Bashing "bureaucrats" is a popular sport. Low level public servants are lambasted as unfeeling bureaucrats when they follow normal anti-fraud procedures in cases that tug at the nation's heartstrings. On other occasions, they are accused of wasting taxpayers' money if they approve a handout in accordance with laws passed by parliament.
The difference between a good bureaucrat and a bad bureaucrat seems to depend on who gets the money. If it’s someone most members of the public approve of, that’s fine. If it’s someone they don’t like, such as a "dole bludger" or a teenager becoming pregnant "to get the baby bonus", then it's a shocking example of bureaucrats not being tough enough.
In the latest example, public servants helping bushfire victims copped ferocious abuse for asking for identification before handing over cash to anyone who walked in off the street. The minister in charge of Centrelink Joe Ludwig immediately apologised for what the media branded a "bureaucratic bungle" and said that a signature would be enough. While many people would have grabbed their wallet containing a drivers licence before escaping the fires, others did not.
There was clearly case for relaxing the normal anti-fraud rules in these circumstances. Even so, it would seem reasonable if Centrelink staff asked local volunteers to identify recipients where feasible. But it should not have been left to front line staff to ignore rules designed to protect the public purse. Ludwig, or senior departmental officials, should have authorised a temporary relaxation of the rules before any cash was handed out.
Public servants also took hammering over the failure of the Howard and Rudd governments to fund a new system of bush fire alerts. This failure was widely attributed to “bureaucratic wrangling”, although it was really senior ministers — not bureaucrats bogged down in “red tape” — who failed to take the necessary policy decision. In our system of government, politicians often seek advice but take the final policy decisions themselves— usually with a keen ear for what’s popular. If things go wrong, they should take the blame.
The Treasurer Wayne Swan is expected to announce a $35 a week increase in the age pension in the May budget. There is a good case for reducing the cost of $7 billion a year by tightening the way the means test works. The current test will allow someone to get the full $35 rise, even if they are only on a part pension of 50 cents a week at present and enjoy investment income of over $40,000 a year.
A conscientious policy adviser in the public service might recommend that the means test be changed to protect the budget, but senior cabinet ministers in Kevin Rudd’s government will make the final decision. No bureaucrat, whatever their personal views, will refuse to pay the $35 to anyone who is eligible.

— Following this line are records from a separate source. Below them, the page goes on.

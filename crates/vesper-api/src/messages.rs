use axum::{
    Extension, Json,
    extract::{Path, State},
    http::StatusCode,
    response::IntoResponse,
};
use uuid::Uuid;

use vesper_db::encode_ts;
use vesper_types::api::{Claims, SendMessageRequest};
use vesper_types::error::SendError;

use crate::auth::AppState;
use crate::conversations::{message_response, require_participant};
use crate::error::ApiError;

/// Send through the gateway: validation, permission evaluation, the request
/// limit, and rate limiting all apply here, not in the handler.
pub async fn send_message(
    State(state): State<AppState>,
    Path(conversation_id): Path<Uuid>,
    Extension(claims): Extension<Claims>,
    Json(req): Json<SendMessageRequest>,
) -> Result<impl IntoResponse, ApiError> {
    let message = state
        .gateway
        .send(conversation_id, claims.sub, req.text, req.attachments)
        .await?;

    Ok((StatusCode::CREATED, Json(message_response(message, vec![], vec![]))))
}

/// Soft delete: only the sender may delete, and the message keeps its seq
/// slot so pagination cursors stay valid.
pub async fn delete_message(
    State(state): State<AppState>,
    Path((conversation_id, message_id)): Path<(Uuid, Uuid)>,
    Extension(claims): Extension<Claims>,
) -> Result<impl IntoResponse, ApiError> {
    require_participant(&state, conversation_id, claims.sub).await?;

    let db = state.db.clone();
    let mid = message_id.to_string();
    let sender = claims.sub.to_string();
    let deleted_at = encode_ts(chrono::Utc::now());
    let deleted =
        tokio::task::spawn_blocking(move || db.soft_delete_message(&mid, &sender, &deleted_at))
            .await
            .map_err(|e| SendError::Storage(format!("join error: {e}")))?
            .map_err(|e| SendError::Storage(e.to_string()))?;

    if deleted {
        Ok(StatusCode::NO_CONTENT)
    } else {
        // Either not the sender's message or already deleted; don't reveal
        // which.
        Err(SendError::NotParticipant(conversation_id).into())
    }
}
use std::collections::HashMap;

use axum::{
    Extension, Json,
    extract::{Path, Query, State},
    http::StatusCode,
    response::IntoResponse,
};
use serde::Deserialize;
use uuid::Uuid;

use vesper_db::encode_ts;
use vesper_engine::directory::conversation_from_row;
use vesper_engine::gateway::message_from_row;
use vesper_types::api::{
    Claims, ConversationResponse, MarkReadRequest, MessageResponse, ReactionGroup,
};
use vesper_types::error::SendError;
use vesper_types::events::ConversationEvent;
use vesper_types::models::Conversation;

use crate::auth::{AppState, join_error};
use crate::error::ApiError;

#[derive(Debug, Deserialize)]
pub struct HistoryQuery {
    #[serde(default = "default_limit")]
    pub limit: u32,
    /// Cursor-based pagination: pass the `seq` of the oldest message from
    /// the previous page to fetch older ones.
    pub before_seq: Option<i64>,
}

fn default_limit() -> u32 {
    50
}

/// Open (or return) the conversation between the caller and `user_id`.
/// Idempotent: both sides racing to first contact land on the same row.
pub async fn open(
    State(state): State<AppState>,
    Path(user_id): Path<Uuid>,
    Extension(claims): Extension<Claims>,
) -> Result<impl IntoResponse, ApiError> {
    let db = state.db.clone();
    let id = user_id.to_string();
    let exists = tokio::task::spawn_blocking(move || db.get_user_by_id(&id))
        .await
        .map_err(|e| SendError::Storage(format!("join error: {e}")))?
        .map_err(|e| SendError::Storage(e.to_string()))?
        .is_some();
    if !exists {
        return Err(SendError::UnknownConversation(
            vesper_engine::ConversationDirectory::conversation_id_for(claims.sub, user_id),
        )
        .into());
    }

    let conversation = state.directory.resolve(claims.sub, user_id).await?;
    Ok(Json(conversation_response(conversation)))
}

pub async fn list(
    State(state): State<AppState>,
    Extension(claims): Extension<Claims>,
) -> Result<impl IntoResponse, StatusCode> {
    let db = state.db.clone();
    let user_id = claims.sub.to_string();
    let rows = tokio::task::spawn_blocking(move || db.conversations_for_user(&user_id))
        .await
        .map_err(join_error)?
        .map_err(|_| StatusCode::INTERNAL_SERVER_ERROR)?;

    let conversations: Vec<ConversationResponse> = rows
        .iter()
        .filter_map(|row| conversation_from_row(row).ok())
        .map(conversation_response)
        .collect();
    Ok(Json(conversations))
}

pub async fn history(
    State(state): State<AppState>,
    Path(conversation_id): Path<Uuid>,
    Query(query): Query<HistoryQuery>,
    Extension(claims): Extension<Claims>,
) -> Result<impl IntoResponse, ApiError> {
    require_participant(&state, conversation_id, claims.sub).await?;

    let db = state.db.clone();
    let cid = conversation_id.to_string();
    let limit = query.limit.min(200);
    let before_seq = query.before_seq;

    let (rows, reaction_rows, read_rows) = tokio::task::spawn_blocking(move || {
        let rows = db.get_messages(&cid, limit, before_seq)?;
        let message_ids: Vec<String> = rows.iter().map(|r| r.id.clone()).collect();
        let reaction_rows = db.get_reactions_for_messages(&message_ids)?;
        let read_rows = db.get_reads_for_messages(&message_ids)?;
        anyhow::Ok((rows, reaction_rows, read_rows))
    })
    .await
    .map_err(|e| SendError::Storage(format!("join error: {e}")))?
    .map_err(|e| SendError::Storage(e.to_string()))?;

    // Group reactions by message id, then by emoji.
    let mut reaction_map: HashMap<String, HashMap<String, Vec<Uuid>>> = HashMap::new();
    for r in &reaction_rows {
        if let Ok(uid) = r.user_id.parse::<Uuid>() {
            reaction_map
                .entry(r.message_id.clone())
                .or_default()
                .entry(r.emoji.clone())
                .or_default()
                .push(uid);
        }
    }

    let mut read_map: HashMap<String, Vec<Uuid>> = HashMap::new();
    for r in &read_rows {
        if let Ok(uid) = r.user_id.parse::<Uuid>() {
            read_map.entry(r.message_id.clone()).or_default().push(uid);
        }
    }

    let messages: Vec<MessageResponse> = rows
        .iter()
        .filter_map(|row| {
            let message = message_from_row(row).ok()?;
            let reactions = reaction_map
                .get(&row.id)
                .map(|emoji_map| {
                    emoji_map
                        .iter()
                        .map(|(emoji, user_ids)| ReactionGroup {
                            emoji: emoji.clone(),
                            count: user_ids.len(),
                            user_ids: user_ids.clone(),
                        })
                        .collect()
                })
                .unwrap_or_default();
            let read_by = read_map.remove(&row.id).unwrap_or_default();
            Some(message_response(message, reactions, read_by))
        })
        .collect();

    Ok(Json(messages))
}

/// Mark every message up to `through_seq` as read by the caller and fan the
/// receipt out to live subscribers.
pub async fn mark_read(
    State(state): State<AppState>,
    Path(conversation_id): Path<Uuid>,
    Extension(claims): Extension<Claims>,
    Json(req): Json<MarkReadRequest>,
) -> Result<impl IntoResponse, ApiError> {
    require_participant(&state, conversation_id, claims.sub).await?;

    let db = state.db.clone();
    let cid = conversation_id.to_string();
    let user_id = claims.sub.to_string();
    let read_at = encode_ts(chrono::Utc::now());
    let marked = tokio::task::spawn_blocking(move || {
        db.mark_read_through(&cid, &user_id, req.through_seq, &read_at)
    })
    .await
    .map_err(|e| SendError::Storage(format!("join error: {e}")))?
    .map_err(|e| SendError::Storage(e.to_string()))?;

    if marked > 0 {
        state.bus.publish(ConversationEvent::MessageRead {
            conversation_id,
            user_id: claims.sub,
            through_seq: req.through_seq,
        });
    }
    Ok(StatusCode::NO_CONTENT)
}

/// 404 for a missing conversation, 403 for an outsider. Shared by every
/// conversation-scoped handler.
pub(crate) async fn require_participant(
    state: &AppState,
    conversation_id: Uuid,
    user_id: Uuid,
) -> Result<Conversation, ApiError> {
    let db = state.db.clone();
    let cid = conversation_id.to_string();
    let row = tokio::task::spawn_blocking(move || db.get_conversation(&cid))
        .await
        .map_err(|e| SendError::Storage(format!("join error: {e}")))?
        .map_err(|e| SendError::Storage(e.to_string()))?
        .ok_or(SendError::UnknownConversation(conversation_id))?;

    let conversation =
        conversation_from_row(&row).map_err(|e| SendError::Storage(e.to_string()))?;
    if conversation.other_participant(user_id).is_none() {
        return Err(SendError::NotParticipant(conversation_id).into());
    }
    Ok(conversation)
}

fn conversation_response(conversation: Conversation) -> ConversationResponse {
    ConversationResponse {
        id: conversation.id,
        participant_ids: [conversation.participant_a, conversation.participant_b],
        status: conversation.status,
        last_message_preview: conversation.last_message_preview,
        last_message_at: conversation.last_message_at,
        last_message_sender_id: conversation.last_message_sender_id,
    }
}

pub(crate) fn message_response(
    message: vesper_types::models::Message,
    reactions: Vec<ReactionGroup>,
    read_by: Vec<Uuid>,
) -> MessageResponse {
    // Soft-deleted messages keep their slot in the timeline but shed their
    // content.
    let (text, attachments) = if message.deleted {
        (String::new(), vec![])
    } else {
        (message.text, message.attachments)
    };
    MessageResponse {
        id: message.id,
        seq: message.seq,
        conversation_id: message.conversation_id,
        sender_id: message.sender_id,
        text,
        attachments,
        created_at: message.created_at,
        deleted: message.deleted,
        reactions,
        read_by,
    }
}
pub mod api;
pub mod error;
pub mod events;
pub mod models;
use std::sync::Arc;

use anyhow::{Context, Result, anyhow};
use sha2::{Digest, Sha256};
use uuid::Uuid;

use crate::relationship::RelationshipOracle;
use vesper_db::{Database, models::ConversationRow};
use vesper_types::error::SendError;
use vesper_types::models::{Conversation, ConversationStatus};

/// Maps an unordered user pair to exactly one conversation record.
///
/// The conversation id is a pure function of the sorted pair, so creation is
/// a create-if-absent write: two clients racing to message each other for
/// the first time converge on the same row without a lock.
pub struct ConversationDirectory {
    db: Arc<Database>,
    oracle: Arc<dyn RelationshipOracle>,
}

impl ConversationDirectory {
    pub fn new(db: Arc<Database>, oracle: Arc<dyn RelationshipOracle>) -> Self {
        Self { db, oracle }
    }

    /// Deterministic conversation id for a pair: first 16 bytes of
    /// SHA-256 over the canonically ordered ids. Stable across devices, so
    /// concurrent first contact is naturally idempotent.
    pub fn conversation_id_for(a: Uuid, b: Uuid) -> Uuid {
        let (lo, hi) = sort_pair(a, b);
        let mut hasher = Sha256::new();
        hasher.update(lo.as_bytes());
        hasher.update(b":");
        hasher.update(hi.as_bytes());
        let digest = hasher.finalize();
        // Truncation to 16 bytes is fine here: the id only needs to be
        // deterministic and unique per pair, not a valid RFC 4122 UUID.
        Uuid::from_slice(&digest[..16]).expect("16-byte slice")
    }

    /// Return the conversation for the pair, creating it if absent.
    pub async fn resolve(&self, a: Uuid, b: Uuid) -> Result<Conversation, SendError> {
        if a == b {
            return Err(SendError::PermissionDenied);
        }

        let db = self.db.clone();
        let oracle = self.oracle.clone();
        tokio::task::spawn_blocking(move || resolve_blocking(&db, oracle.as_ref(), a, b))
            .await
            .map_err(|e| SendError::Storage(format!("join error: {e}")))?
            .map_err(|e| SendError::Storage(e.to_string()))
    }
}

fn resolve_blocking(
    db: &Database,
    oracle: &dyn RelationshipOracle,
    a: Uuid,
    b: Uuid,
) -> Result<Conversation> {
    let (lo, hi) = sort_pair(a, b);
    let id = ConversationDirectory::conversation_id_for(lo, hi);

    let created =
        db.create_conversation_if_absent(&id.to_string(), &lo.to_string(), &hi.to_string())?;
    if created {
        tracing::debug!("created conversation {} for pair ({}, {})", id, lo, hi);
    }

    // A mutual pair starts (or becomes) accepted; no message required.
    if oracle.follows(lo, hi)? && oracle.follows(hi, lo)? {
        db.mark_conversation_accepted(&id.to_string())?;
    }

    let row = db
        .get_conversation(&id.to_string())?
        .ok_or_else(|| anyhow!("conversation {} vanished after create", id))?;
    conversation_from_row(&row)
}

pub fn conversation_from_row(row: &ConversationRow) -> Result<Conversation> {
    let last_message_at = row
        .last_message_at
        .as_deref()
        .map(vesper_db::decode_ts)
        .transpose()
        .context("bad last_message_at")?;

    Ok(Conversation {
        id: row.id.parse().context("bad conversation id")?,
        participant_a: row.participant_a.parse().context("bad participant_a")?,
        participant_b: row.participant_b.parse().context("bad participant_b")?,
        status: ConversationStatus::parse(&row.status)
            .ok_or_else(|| anyhow!("bad status '{}'", row.status))?,
        last_message_preview: row.last_message_preview.clone(),
        last_message_at,
        last_message_sender_id: row
            .last_message_sender_id
            .as_deref()
            .map(str::parse)
            .transpose()
            .context("bad last_message_sender_id")?,
    })
}

fn sort_pair(a: Uuid, b: Uuid) -> (Uuid, Uuid) {
    if a.to_string() <= b.to_string() {
        (a, b)
    } else {
        (b, a)
    }
}

#[cfg(test)]
mod tests {
    use super::*;
    use crate::relationship::DbRelationshipOracle;

    fn setup() -> (tempfile::TempDir, Arc<Database>, ConversationDirectory) {
        let dir = tempfile::tempdir().unwrap();
        let db = Arc::new(Database::open(&dir.path().join("test.db")).unwrap());
        let oracle = Arc::new(DbRelationshipOracle::new(db.clone()));
        let directory = ConversationDirectory::new(db.clone(), oracle);
        (dir, db, directory)
    }

    fn seed_users(db: &Database) -> (Uuid, Uuid) {
        let a = Uuid::new_v4();
        let b = Uuid::new_v4();
        db.create_user(&a.to_string(), "alice", "hash").unwrap();
        db.create_user(&b.to_string(), "bob", "hash").unwrap();
        (a, b)
    }

    #[test]
    fn id_is_deterministic_and_order_insensitive() {
        let a = Uuid::new_v4();
        let b = Uuid::new_v4();
        let id1 = ConversationDirectory::conversation_id_for(a, b);
        let id2 = ConversationDirectory::conversation_id_for(b, a);
        assert_eq!(id1, id2);
        assert_ne!(id1, ConversationDirectory::conversation_id_for(a, Uuid::new_v4()));
    }

    #[tokio::test]
    async fn resolve_creates_once_and_reuses() {
        let (_dir, db, directory) = setup();
        let (a, b) = seed_users(&db);

        let first = directory.resolve(a, b).await.unwrap();
        let second = directory.resolve(b, a).await.unwrap();
        assert_eq!(first.id, second.id);
        assert_eq!(first.status, ConversationStatus::Pending);

        let rows = db.conversations_for_user(&a.to_string()).unwrap();
        assert_eq!(rows.len(), 1);
    }

    #[tokio::test]
    async fn concurrent_resolve_converges_on_one_row() {
        let (_dir, db, directory) = setup();
        let (a, b) = seed_users(&db);
        let directory = Arc::new(directory);

        let d1 = directory.clone();
        let d2 = directory.clone();
        let (r1, r2) = tokio::join!(
            tokio::spawn(async move { d1.resolve(a, b).await }),
            tokio::spawn(async move { d2.resolve(b, a).await }),
        );
        let c1 = r1.unwrap().unwrap();
        let c2 = r2.unwrap().unwrap();

        assert_eq!(c1.id, c2.id);
        assert_eq!(db.conversations_for_user(&a.to_string()).unwrap().len(), 1);
    }

    #[tokio::test]
    async fn mutual_pair_resolves_accepted() {
        let (_dir, db, directory) = setup();
        let (a, b) = seed_users(&db);
        db.add_follow(&a.to_string(), &b.to_string()).unwrap();
        db.add_follow(&b.to_string(), &a.to_string()).unwrap();

        let convo = directory.resolve(a, b).await.unwrap();
        assert_eq!(convo.status, ConversationStatus::Accepted);
    }

    #[tokio::test]
    async fn self_pair_is_rejected() {
        let (_dir, db, directory) = setup();
        let (a, _) = seed_users(&db);
        assert!(matches!(
            directory.resolve(a, a).await,
            Err(SendError::PermissionDenied)
        ));
    }
}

Ministers, not mean-minded bureaucratic bean counters, decided that there should be no cash bonus for the unemployed in the government’s stimulus packages totalling $52 billion. The Newstart Allowance is now $225 a week. Unless increased, it will soon be more than $80 below the anticipated rate for the age pension. If this gap is closed a little, it will be because key ministers decide that an increase in the allowance could now be more popular with mainstream voters who fear they could join the unemployment queue.
In future, policy advice on these sorts of issues is likely to come increasingly from consulting firms rather than public servants. This partly arises from the squeeze imposed by the Rudd government's decision to extract an annual two percent efficiency dividend from the public service. However, as revealed last week, the government has spent a record $500 million so far on outside consultants, despite previously attacking the Howard government’s lower rate of spending as too high. Joe Hockey pounced on this “broken promise” after being elevated to shadow Treasurer. Hockey said, "There's no use having an efficiency dividend across the public service and simply replacing those public servants with higher paid private contractors".
However, there are some public service departments where big cuts would make sense. There are 20,000 civilians in Defence — 4000 more than in 2001. There are over 800 military personnel with non-operational postings in embassies and similar positions overseas. The Foreign Affairs and Trade Department has less than 600.
It is easy to portray diplomats as doing little more than hob nob at cocktail parties. But Australia has generally been well served over many decades by the foreign policy advice proffered by talented members of its diplomatic service. Yet Rudd cut DFAT by $60 million in the May budget, then promptly spent over $1 million by appointing the former National Party leader Tim Fischer as full time ambassador to the Vatican. The job had being been well done on a part time basis by the Australian ambassador to Ireland.
In a TV interview, Fischer defended his appointment by saying Rome is the headquarters of the UN Food and Agriculture Organisation. True, but that has nothing to do with his job description. But if you dislike the appointment, don’t sink the slipper into Fischer. Rudd made the appointment. Hold him responsible.